PROBLEM STATEMENT:
Produce the records below again, word for word, but stop after the line that contains "if info_page <= previous".

MATERIAL SHOWN:
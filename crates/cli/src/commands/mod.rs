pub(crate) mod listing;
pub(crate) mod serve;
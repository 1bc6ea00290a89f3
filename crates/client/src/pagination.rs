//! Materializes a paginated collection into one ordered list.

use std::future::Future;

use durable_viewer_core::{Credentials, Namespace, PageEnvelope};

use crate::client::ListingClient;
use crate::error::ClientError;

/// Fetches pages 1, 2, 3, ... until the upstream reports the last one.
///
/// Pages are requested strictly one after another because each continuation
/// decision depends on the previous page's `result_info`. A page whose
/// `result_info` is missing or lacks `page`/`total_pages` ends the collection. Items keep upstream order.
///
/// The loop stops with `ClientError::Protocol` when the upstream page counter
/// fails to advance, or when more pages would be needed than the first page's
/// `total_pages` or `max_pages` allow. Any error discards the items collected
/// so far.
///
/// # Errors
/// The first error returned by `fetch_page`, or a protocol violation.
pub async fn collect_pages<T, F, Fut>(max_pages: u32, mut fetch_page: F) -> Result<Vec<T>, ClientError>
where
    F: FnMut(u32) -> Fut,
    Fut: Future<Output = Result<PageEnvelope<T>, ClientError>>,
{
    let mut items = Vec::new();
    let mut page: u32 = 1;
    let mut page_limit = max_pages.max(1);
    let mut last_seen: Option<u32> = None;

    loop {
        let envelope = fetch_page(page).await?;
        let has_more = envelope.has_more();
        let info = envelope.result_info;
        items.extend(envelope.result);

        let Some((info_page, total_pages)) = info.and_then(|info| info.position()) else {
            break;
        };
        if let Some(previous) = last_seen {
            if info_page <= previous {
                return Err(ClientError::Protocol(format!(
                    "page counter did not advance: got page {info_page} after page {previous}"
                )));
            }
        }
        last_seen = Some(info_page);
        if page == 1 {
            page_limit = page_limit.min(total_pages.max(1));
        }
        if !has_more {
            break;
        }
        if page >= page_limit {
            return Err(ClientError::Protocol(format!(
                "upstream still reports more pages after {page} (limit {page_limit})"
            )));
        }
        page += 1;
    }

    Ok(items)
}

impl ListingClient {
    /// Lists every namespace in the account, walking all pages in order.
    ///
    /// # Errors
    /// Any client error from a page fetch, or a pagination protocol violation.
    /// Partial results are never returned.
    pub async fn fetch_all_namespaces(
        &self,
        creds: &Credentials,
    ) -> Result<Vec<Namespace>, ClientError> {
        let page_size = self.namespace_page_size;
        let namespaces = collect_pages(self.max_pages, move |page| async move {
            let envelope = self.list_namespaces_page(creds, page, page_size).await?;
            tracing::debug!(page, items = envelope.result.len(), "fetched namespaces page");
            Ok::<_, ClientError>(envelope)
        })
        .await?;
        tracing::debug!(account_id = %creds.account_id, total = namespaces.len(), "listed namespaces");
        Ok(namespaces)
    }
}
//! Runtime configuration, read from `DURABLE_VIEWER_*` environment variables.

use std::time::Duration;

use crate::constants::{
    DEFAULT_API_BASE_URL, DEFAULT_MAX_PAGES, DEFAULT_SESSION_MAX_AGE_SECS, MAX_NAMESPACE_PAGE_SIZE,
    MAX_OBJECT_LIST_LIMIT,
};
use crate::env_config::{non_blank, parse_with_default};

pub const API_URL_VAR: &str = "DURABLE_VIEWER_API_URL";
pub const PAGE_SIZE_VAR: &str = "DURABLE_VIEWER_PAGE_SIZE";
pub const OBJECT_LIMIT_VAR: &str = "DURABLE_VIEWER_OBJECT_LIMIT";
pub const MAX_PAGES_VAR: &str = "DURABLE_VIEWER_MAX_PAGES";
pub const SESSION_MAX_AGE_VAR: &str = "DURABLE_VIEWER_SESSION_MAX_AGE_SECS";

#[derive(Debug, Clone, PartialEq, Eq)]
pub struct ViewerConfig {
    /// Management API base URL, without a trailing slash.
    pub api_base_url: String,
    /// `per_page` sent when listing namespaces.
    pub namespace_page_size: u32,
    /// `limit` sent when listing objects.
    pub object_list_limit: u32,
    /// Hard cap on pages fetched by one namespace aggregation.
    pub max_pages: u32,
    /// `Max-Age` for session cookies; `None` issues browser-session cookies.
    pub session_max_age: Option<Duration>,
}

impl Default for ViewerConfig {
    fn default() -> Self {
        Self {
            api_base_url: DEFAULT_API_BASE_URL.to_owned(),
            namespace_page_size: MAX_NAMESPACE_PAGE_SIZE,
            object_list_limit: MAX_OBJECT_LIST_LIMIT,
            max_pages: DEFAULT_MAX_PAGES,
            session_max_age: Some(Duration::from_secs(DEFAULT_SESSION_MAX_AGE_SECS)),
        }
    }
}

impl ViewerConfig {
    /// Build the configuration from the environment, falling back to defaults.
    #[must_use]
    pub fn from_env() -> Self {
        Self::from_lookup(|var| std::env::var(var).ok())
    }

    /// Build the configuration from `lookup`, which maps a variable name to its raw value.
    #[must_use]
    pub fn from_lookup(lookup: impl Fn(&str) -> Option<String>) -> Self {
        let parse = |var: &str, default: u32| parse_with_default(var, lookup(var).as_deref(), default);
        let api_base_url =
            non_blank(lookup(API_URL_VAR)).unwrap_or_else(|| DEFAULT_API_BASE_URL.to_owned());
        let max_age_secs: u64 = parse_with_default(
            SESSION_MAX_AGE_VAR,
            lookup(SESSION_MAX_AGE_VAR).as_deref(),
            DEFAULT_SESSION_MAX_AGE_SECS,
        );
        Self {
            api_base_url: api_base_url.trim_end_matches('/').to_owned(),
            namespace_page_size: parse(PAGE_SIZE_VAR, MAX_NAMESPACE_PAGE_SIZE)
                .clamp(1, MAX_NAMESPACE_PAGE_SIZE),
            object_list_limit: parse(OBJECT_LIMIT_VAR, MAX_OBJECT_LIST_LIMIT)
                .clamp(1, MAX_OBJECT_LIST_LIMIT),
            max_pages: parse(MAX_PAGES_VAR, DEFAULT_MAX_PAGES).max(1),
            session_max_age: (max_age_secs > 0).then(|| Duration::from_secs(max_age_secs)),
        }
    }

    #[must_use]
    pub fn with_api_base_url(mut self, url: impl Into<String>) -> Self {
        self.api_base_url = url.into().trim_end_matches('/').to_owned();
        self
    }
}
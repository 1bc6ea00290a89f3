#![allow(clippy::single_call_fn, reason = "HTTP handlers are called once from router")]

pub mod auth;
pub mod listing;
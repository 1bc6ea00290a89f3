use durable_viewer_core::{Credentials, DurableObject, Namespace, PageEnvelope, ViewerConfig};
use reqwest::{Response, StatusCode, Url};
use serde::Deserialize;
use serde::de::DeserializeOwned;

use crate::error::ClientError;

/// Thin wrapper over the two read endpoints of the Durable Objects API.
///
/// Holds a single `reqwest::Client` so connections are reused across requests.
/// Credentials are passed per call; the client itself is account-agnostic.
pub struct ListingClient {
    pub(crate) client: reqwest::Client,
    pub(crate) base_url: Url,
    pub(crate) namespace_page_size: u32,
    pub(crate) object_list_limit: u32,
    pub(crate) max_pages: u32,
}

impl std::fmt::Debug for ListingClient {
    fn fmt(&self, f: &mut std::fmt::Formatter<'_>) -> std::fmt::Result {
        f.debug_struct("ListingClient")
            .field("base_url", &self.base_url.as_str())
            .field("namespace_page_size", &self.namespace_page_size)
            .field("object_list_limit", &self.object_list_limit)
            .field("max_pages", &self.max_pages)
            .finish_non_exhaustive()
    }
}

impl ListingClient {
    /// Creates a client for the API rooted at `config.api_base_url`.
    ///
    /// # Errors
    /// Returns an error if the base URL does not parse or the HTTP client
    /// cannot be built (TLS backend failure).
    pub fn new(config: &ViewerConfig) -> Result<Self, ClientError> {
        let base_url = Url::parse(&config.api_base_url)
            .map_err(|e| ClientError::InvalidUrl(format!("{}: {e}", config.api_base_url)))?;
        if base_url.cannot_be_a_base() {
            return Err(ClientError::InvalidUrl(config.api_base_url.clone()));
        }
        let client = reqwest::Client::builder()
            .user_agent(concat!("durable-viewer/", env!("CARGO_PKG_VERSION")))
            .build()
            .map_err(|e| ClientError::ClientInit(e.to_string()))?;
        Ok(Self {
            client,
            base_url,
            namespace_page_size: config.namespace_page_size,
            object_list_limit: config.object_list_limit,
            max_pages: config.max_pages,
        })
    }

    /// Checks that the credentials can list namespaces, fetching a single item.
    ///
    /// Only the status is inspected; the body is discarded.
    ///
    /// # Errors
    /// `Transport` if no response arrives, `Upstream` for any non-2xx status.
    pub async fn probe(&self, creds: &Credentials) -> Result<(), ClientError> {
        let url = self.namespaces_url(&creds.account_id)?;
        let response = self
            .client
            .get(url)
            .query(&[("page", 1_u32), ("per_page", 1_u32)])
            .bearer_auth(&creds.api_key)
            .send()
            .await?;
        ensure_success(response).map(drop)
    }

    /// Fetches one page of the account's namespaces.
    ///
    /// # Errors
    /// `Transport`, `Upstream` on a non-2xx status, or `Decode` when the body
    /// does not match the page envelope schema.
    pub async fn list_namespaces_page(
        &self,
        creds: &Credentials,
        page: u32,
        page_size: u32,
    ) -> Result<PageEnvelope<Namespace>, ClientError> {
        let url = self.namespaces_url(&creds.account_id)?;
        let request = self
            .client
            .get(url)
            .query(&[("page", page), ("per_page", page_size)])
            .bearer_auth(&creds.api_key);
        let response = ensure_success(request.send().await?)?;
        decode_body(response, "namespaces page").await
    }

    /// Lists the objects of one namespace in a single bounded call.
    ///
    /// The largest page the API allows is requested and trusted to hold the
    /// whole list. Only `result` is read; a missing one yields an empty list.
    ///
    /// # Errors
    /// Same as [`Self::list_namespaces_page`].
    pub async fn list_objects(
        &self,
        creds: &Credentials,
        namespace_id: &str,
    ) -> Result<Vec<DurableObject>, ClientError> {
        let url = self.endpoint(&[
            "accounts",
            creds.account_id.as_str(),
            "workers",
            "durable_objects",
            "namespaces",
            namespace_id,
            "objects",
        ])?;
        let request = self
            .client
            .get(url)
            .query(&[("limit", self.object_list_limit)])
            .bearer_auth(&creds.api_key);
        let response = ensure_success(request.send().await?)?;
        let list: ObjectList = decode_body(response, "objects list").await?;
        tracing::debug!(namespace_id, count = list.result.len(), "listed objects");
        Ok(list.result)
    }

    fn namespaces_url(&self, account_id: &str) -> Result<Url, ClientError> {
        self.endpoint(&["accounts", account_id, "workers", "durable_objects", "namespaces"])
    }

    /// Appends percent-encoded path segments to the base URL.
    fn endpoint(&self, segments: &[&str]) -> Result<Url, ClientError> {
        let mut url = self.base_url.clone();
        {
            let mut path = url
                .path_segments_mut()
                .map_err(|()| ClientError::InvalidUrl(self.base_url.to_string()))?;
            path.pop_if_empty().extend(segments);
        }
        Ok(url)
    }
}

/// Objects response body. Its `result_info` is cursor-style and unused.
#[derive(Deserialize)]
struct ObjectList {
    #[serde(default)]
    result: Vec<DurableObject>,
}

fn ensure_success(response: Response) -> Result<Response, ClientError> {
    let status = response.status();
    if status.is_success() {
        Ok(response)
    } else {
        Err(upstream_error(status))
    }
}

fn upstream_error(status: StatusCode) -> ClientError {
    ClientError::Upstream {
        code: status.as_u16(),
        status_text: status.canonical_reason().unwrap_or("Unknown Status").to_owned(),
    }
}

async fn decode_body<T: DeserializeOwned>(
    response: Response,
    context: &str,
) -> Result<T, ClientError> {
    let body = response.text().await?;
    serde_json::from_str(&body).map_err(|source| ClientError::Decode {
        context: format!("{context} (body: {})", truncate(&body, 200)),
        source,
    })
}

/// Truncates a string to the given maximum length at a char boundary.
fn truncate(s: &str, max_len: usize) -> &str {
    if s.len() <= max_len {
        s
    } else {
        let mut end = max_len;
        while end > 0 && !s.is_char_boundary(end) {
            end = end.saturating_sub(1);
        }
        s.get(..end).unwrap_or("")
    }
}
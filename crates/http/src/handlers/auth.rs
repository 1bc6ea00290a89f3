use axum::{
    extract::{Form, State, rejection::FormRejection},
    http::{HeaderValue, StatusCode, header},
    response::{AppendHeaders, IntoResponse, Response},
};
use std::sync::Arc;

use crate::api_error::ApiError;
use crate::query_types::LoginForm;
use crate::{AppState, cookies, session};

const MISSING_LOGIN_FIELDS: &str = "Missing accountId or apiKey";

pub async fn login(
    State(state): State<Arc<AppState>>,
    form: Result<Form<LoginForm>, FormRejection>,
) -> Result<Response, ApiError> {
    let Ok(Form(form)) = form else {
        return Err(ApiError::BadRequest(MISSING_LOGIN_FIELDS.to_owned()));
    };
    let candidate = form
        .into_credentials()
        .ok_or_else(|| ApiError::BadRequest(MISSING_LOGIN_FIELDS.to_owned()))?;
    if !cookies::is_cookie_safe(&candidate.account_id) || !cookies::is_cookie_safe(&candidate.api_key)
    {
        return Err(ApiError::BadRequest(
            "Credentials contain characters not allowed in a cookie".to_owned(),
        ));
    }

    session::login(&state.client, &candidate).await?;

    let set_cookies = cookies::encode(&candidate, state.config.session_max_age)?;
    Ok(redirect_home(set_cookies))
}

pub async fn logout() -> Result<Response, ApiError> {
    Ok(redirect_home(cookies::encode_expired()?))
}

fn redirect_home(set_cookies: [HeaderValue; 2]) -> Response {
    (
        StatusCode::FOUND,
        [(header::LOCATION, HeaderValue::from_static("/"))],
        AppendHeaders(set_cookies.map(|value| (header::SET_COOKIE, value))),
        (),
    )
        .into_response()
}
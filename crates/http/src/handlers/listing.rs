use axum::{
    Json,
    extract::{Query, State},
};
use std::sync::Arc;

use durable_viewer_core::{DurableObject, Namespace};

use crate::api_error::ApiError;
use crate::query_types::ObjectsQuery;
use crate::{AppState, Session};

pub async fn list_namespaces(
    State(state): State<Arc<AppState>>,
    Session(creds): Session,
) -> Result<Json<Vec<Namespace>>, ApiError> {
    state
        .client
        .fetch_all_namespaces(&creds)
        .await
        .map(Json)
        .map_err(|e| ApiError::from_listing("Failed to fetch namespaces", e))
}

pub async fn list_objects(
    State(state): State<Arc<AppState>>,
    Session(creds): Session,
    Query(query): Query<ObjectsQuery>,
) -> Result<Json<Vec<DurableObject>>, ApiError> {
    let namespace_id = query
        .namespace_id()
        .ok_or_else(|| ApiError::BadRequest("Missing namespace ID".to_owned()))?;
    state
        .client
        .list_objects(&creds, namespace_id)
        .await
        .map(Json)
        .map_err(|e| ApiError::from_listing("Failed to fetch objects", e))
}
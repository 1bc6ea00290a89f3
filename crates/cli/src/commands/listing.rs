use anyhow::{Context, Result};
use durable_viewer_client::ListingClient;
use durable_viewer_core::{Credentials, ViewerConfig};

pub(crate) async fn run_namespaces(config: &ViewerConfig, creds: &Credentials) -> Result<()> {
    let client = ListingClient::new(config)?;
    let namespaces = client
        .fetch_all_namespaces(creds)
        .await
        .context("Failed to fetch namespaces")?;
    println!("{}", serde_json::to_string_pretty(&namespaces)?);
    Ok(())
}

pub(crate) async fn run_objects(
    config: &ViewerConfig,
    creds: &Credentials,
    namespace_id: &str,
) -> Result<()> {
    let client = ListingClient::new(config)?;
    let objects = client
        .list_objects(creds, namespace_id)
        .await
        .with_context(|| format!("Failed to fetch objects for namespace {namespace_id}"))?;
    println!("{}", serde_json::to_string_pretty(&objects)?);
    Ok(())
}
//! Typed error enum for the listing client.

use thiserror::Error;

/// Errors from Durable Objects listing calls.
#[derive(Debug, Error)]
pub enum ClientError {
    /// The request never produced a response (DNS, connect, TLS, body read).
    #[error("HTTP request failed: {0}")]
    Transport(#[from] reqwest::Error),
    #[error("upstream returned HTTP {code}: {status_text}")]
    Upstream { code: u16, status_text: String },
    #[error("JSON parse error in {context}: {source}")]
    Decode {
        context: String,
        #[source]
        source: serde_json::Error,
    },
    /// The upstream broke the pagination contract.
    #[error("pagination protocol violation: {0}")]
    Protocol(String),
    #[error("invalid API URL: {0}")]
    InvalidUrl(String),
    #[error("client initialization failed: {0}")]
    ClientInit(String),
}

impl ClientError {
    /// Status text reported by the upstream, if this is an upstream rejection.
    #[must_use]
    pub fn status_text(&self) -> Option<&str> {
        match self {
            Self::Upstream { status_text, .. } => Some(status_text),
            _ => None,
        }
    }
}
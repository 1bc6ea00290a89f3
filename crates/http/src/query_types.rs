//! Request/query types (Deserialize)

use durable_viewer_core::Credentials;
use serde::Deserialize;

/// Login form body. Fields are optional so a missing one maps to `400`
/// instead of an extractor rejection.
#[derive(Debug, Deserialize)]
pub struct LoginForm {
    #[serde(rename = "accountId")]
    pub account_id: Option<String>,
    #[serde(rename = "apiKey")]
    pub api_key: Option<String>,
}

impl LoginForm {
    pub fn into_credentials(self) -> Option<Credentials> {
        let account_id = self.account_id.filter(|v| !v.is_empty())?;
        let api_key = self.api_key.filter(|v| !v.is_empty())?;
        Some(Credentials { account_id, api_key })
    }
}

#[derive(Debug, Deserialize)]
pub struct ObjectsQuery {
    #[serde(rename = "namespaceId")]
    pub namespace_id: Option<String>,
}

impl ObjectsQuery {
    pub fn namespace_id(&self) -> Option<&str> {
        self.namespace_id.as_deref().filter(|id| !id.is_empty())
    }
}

TASK ANSWER:
filename crates/cli/src/commands/mod.rs
pub(crate) mod listing;
pub(crate) mod serve;
repository 1bc6ea00290a89f3
filename crates/client/src/pagination.rs
//! Materializes a paginated collection into one ordered list.

use std::future::Future;

use durable_viewer_core::{Credentials, Namespace, PageEnvelope};

use crate::client::ListingClient;
use crate::error::ClientError;

/// Fetches pages 1, 2, 3, ... until the upstream reports the last one.
///
/// Pages are requested strictly one after another because each continuation
/// decision depends on the previous page's `result_info`. A page whose
/// `result_info` is missing or lacks `page`/`total_pages` ends the collection. Items keep upstream order.
///
/// The loop stops with `ClientError::Protocol` when the upstream page counter
/// fails to advance, or when more pages would be needed than the first page's
/// `total_pages` or `max_pages` allow. Any error discards the items collected
/// so far.
///
/// # Errors
/// The first error returned by `fetch_page`, or a protocol violation.
pub async fn collect_pages<T, F, Fut>(max_pages: u32, mut fetch_page: F) -> Result<Vec<T>, ClientError>
where
    F: FnMut(u32) -> Fut,
    Fut: Future<Output = Result<PageEnvelope<T>, ClientError>>,
{
    let mut items = Vec::new();
    let mut page: u32 = 1;
    let mut page_limit = max_pages.max(1);
    let mut last_seen: Option<u32> = None;

    loop {
        let envelope = fetch_page(page).await?;
        let has_more = envelope.has_more();
        let info = envelope.result_info;
        items.extend(envelope.result);

        let Some((info_page, total_pages)) = info.and_then(|info| info.position()) else {
            break;
        };
        if let Some(previous) = last_seen {
            if info_page <= previous {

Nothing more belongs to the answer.